Nos alojamos en los Herbert Mews parte de la Ariel House, y nuestra habitación daba a la parte frontal del hotel (mucha luz natural entró en la habitación). Sin embargo, y ésta es mi única queja sobre el sitio, la habitación estaba debajo de la entrada principal, así que por la mañana era un poco ruidosa con gente caminando por encima de nosotros. Elegimos la menos cara Herbert Mews en la sección, porque estábamos en un presupuesto, así que sabía que sería en la planta baja. yo sólo puede recomendar a otros si tiene un poco más de dinero para estar en la primera o segunda planta.

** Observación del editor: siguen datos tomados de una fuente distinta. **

//! Body location driven by the pack's [`BodyRule`] lists.

use crate::lang::{BodyRule, NormalizedKind};
use crate::ts::SyntaxTree;
use tree_sitter::Node;

/// Delimiters that close a body; bodies without one are indentation based.
const CLOSING_DELIMITERS: &[&str] = &["}", "]", ")", "end"];

/// Find the body of `node`: the first rule for its raw type that resolves
/// wins. A node with no rules that is itself a body is its own body.
pub(crate) fn find_body<'t>(tree: &'t SyntaxTree, node: Node<'t>) -> Option<Node<'t>> {
    let rules = tree.pack().body_rules(node.kind());
    if rules.is_empty() {
        return (tree.kind_of(node) == NormalizedKind::Body).then_some(node);
    }
    rules.iter().find_map(|rule| apply_rule(tree, node, rule))
}

fn apply_rule<'t>(tree: &'t SyntaxTree, node: Node<'t>, rule: &BodyRule) -> Option<Node<'t>> {
    match rule {
        BodyRule::SelfNode => Some(node),
        BodyRule::Child { node_type } => {
            let mut cursor = node.walk();
            let found = node
                .named_children(&mut cursor)
                .find(|child| child.kind() == node_type);
            found
        }
        BodyRule::Field { name } => node.child_by_field_name(name),
        BodyRule::FunctionBody => first_body_descendant(tree, node),
        BodyRule::CallCallbackBody => callback_body(tree, node),
    }
}

/// First descendant (pre-order, excluding `node`) that normalizes to a body.
fn first_body_descendant<'t>(tree: &'t SyntaxTree, node: Node<'t>) -> Option<Node<'t>> {
    let mut cursor = node.walk();
    let mut stack: Vec<Node<'t>> = node.children(&mut cursor).collect();
    stack.reverse();

    while let Some(current) = stack.pop() {
        if tree.kind_of(current) == NormalizedKind::Body {
            return Some(current);
        }
        let mut cursor = current.walk();
        let mut children: Vec<Node<'t>> = current.children(&mut cursor).collect();
        children.reverse();
        stack.extend(children);
    }

    None
}

/// Body of the last argument of a call that has one.
fn callback_body<'t>(tree: &'t SyntaxTree, call: Node<'t>) -> Option<Node<'t>> {
    let arguments = call.child_by_field_name("arguments")?;
    let mut cursor = arguments.walk();
    let args: Vec<Node<'t>> = arguments.named_children(&mut cursor).collect();

    args.into_iter().rev().find_map(|arg| {
        arg.child_by_field_name("body")
            .filter(|body| tree.kind_of(*body) == NormalizedKind::Body)
    })
}

/// The anonymous token closing `body`, if the body has one.
pub(crate) fn closing_delimiter(body: Node<'_>) -> Option<Node<'_>> {
    let mut cursor = body.walk();
    let last = body.children(&mut cursor).last()?;
    (!last.is_named() && CLOSING_DELIMITERS.contains(&last.kind())).then_some(last)
}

Todo lo demás en el hotel fue maravilloso! Extremadamente servicial personal, quien nos ayudó con las direcciones, horarios de transporte, recomendaciones, incluso nos pidió un taxi para nuestra partida. El desayuno, como dice todo el mundo era increíble. Sólo para darle una idea de la variedad del menú. Teníamos las croquetas de patata con salmón ahumado, el desayuno irlandés tradicional, huevos escalfados con bacon y huevos escalfados con salmón ahumado. El personal de la sala de desayuno también era muy profesional y eficiente. La habitación era muy grande para los estándares europeos, y el baño era enorme, con una ducha excelente. Además, es muy fácil de ir desde el aeropuerto: cogimos el autobús de Aircoach desde el aeropuerto, y que nos dejó en el Pembroke Road parada, que estaba a menos de 2 cuadras de la Ariel House. sé otras críticas han mencionado que este hotel es un poco más lejos del centro de la ciudad, lo que es cierto, pero sin duda sólo a unos 15 minutos del centro de la ciudad y fácilmente accesible a las rutas de autobús. Cogimos un taxi desde Ariel a la estación de trenes Heuston, y el costo del viaje era de unos 16 euros, lo cual nos pareció muy razonable.
En general, la estancia en el Ariel House fue muy agradable, y sin duda lo recomendaría a cualquiera que quiera una experiencia única!